The combination of new farming techniques, new crops, new devices, and better livestock contributed to a population explosion in Europe during the eighteenth century, particularly after 1750. However, there was more at work than just agricultural and dietary factors.

War, famine, and disease had always kept the European population in check, but all three declined in the eighteenth century. The construction of roads and canals throughout the seventeenth and eighteenth centuries reduced the significance of crop failure by allowing more access to surplus resources from other locations. Each of these factors set off a chain reaction that resulted in population increases in many if not most European nations.

The Chain Reaction

Historians and population experts agree on only general factors that contributed to the population boom. Agricultural advances led to a higher yield per acre. More and better food in the European diet led to improved immune systems. Better immune systems, along with the decline of deadly diseases and catastrophic warfare, contributed to lower death rates. Better immune systems coupled with a lower marriage age for some women resulted in higher birth rates and perhaps lower infant mortality rates. Some historians have speculated that the draining of marshes and swamps led to a decrease in the number of disease-carrying insects such as mosquitoes. Others have pointed to improved sewage systems.

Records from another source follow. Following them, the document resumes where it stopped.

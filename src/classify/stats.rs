//! Classification statistics
//!
//! Tallies outcomes over a classified record set for logging and reporting.

use crate::models::{ClassifiedRecord, DurationFormat, OutcomeKind};

/// Outcome counts over a set of classified records
#[derive(Debug, Clone, Default, PartialEq)]
pub struct ClassificationStats {
    pub total: usize,
    pub valid_ranks: usize,
    pub unparseable_ranks: usize,
    pub valid_times: usize,
    pub unparseable_times: usize,
    pub dnf: usize,
    pub dns: usize,
    pub dsq: usize,
    /// Records with both a valid rank and a valid time
    pub both_valid: usize,
    pub minutes_seconds_centis: usize,
    pub seconds_centis: usize,
    pub decimal_seconds: usize,
}

impl ClassificationStats {
    pub fn new() -> Self {
        Self::default()
    }

    /// Tally a full record set
    pub fn from_records(records: &[ClassifiedRecord]) -> Self {
        let mut stats = Self::new();
        for record in records {
            stats.record(record);
        }
        stats
    }

    /// Add one record to the tallies
    pub fn record(&mut self, record: &ClassifiedRecord) {
        self.total += 1;

        match record.rank_outcome {
            OutcomeKind::Valid => self.valid_ranks += 1,
            _ => self.unparseable_ranks += 1,
        }

        match record.time_outcome {
            OutcomeKind::Valid => self.valid_times += 1,
            OutcomeKind::Dnf => self.dnf += 1,
            OutcomeKind::Dns => self.dns += 1,
            OutcomeKind::Dsq => self.dsq += 1,
            OutcomeKind::Unparseable => self.unparseable_times += 1,
        }

        if record.has_valid_rank() && record.has_valid_time() {
            self.both_valid += 1;
        }

        match record.time_format {
            Some(DurationFormat::MinutesSecondsCentis) => self.minutes_seconds_centis += 1,
            Some(DurationFormat::SecondsCentis) => self.seconds_centis += 1,
            Some(DurationFormat::DecimalSeconds) => self.decimal_seconds += 1,
            None => {}
        }
    }

    /// Total DNF + DNS + DSQ incidents
    pub fn incidents(&self) -> usize {
        self.dnf + self.dns + self.dsq
    }

    pub fn valid_rank_rate(&self) -> f64 {
        percentage(self.valid_ranks, self.total)
    }

    pub fn valid_time_rate(&self) -> f64 {
        percentage(self.valid_times, self.total)
    }

    pub fn incident_rate(&self) -> f64 {
        percentage(self.incidents(), self.total)
    }

    /// One-line summary for logging
    pub fn summary(&self) -> String {
        format!(
            "Classified {} records | Valid ranks: {} ({:.1}%) | Valid times: {} ({:.1}%) | \
             DNF: {} | DNS: {} | DSQ: {} | Unparseable times: {}",
            self.total,
            self.valid_ranks,
            self.valid_rank_rate(),
            self.valid_times,
            self.valid_time_rate(),
            self.dnf,
            self.dns,
            self.dsq,
            self.unparseable_times
        )
    }
}

/// `part` as a percentage of `whole`; 0 for an empty whole
pub(crate) fn percentage(part: usize, whole: usize) -> f64 {
    if whole == 0 {
        0.0
    } else {
        part as f64 / whole as f64 * 100.0
    }
}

Taking all these factors into consideration, two conclusions have been made over and over. First, the single most important contributor to the population boom was simply the drop in the mortality rate across Europe. Second, as much as humanists would like to credit humans with the boom, the population explosion was a combination of manmade and naturally occurring phenomena.

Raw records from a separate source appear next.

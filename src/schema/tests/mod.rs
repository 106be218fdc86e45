//! Tests for star schema assembly


use crate::classify::RecordClassifier;
use crate::models::{ClassifiedRecord, RawRecord};

/// A fully populated source row
pub fn result_row(athlete: &str, team: &str, race: &str, category: &str, rank: &str, result: &str) -> RawRecord {
    RawRecord {
        athlete: Some(athlete.to_string()),
        team: Some(team.to_string()),
        race_name: Some(race.to_string()),
        category: Some(category.to_string()),
        location: Some("Haliç Kürek Pisti".to_string()),
        date: Some("15 Mayıs 2023".to_string()),
        lane: Some("3".to_string()),
        series_number: Some("1".to_string()),
        rank: Some(rank.to_string()),
        result: Some(result.to_string()),
        warning_points: Some("0".to_string()),
        series_time: Some("09:30".to_string()),
        ..RawRecord::default()
    }
}

pub fn classify(raw: &[RawRecord]) -> Vec<ClassifiedRecord> {
    RecordClassifier::default().classify_all(raw)
}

Limiting Population Growth

Dating as far back as classical Greece and Rome, thinkers have worried about overpopulation. In nature, overpopulation results in sick, weak animals that eventually die off leaving only the strong as survivors. Those concerned about overpopulation have always feared the same result in the human population. For eighteenth-century contemporaries, that fear was very real.

In reality, the population boom probably contributed greatly to the birth of industrialization (see Chapter 17) in Britain. While historians can see that in retrospect, contemporaries like Thomas Malthus could not. Malthus (1766-1834) expressed his concerns in Essay on the Principle of Population in 1798. Malthus, an ordained Anglican minister and a pessimist by nature, believed that if not checked, the human population would continue to expand at a greater rate than the supply of food. Malthus feared that war, famine, and disease were nature’s, and therefore God’s, ways of keeping population in check.

Continental Quotes

“Hard as it may appear in individual cases, dependent poverty ought to be held disgraceful."

—Thomas Malthus

If man hoped to keep these checks to a minimum, he must work to keep the population down. According to Malthus (the second of eight children), the best way to do this was to limit human reproduction, preferably through abstinence but also through marrying later in life. The pessimist in him blamed the poor for most of society’s woes and he doubted that the poor were capable of showing the restraint necessary to do as he prescribed. If Malthus and his followers had gotten their way, British legislation would have prevented the poor from marrying and having kids altogether.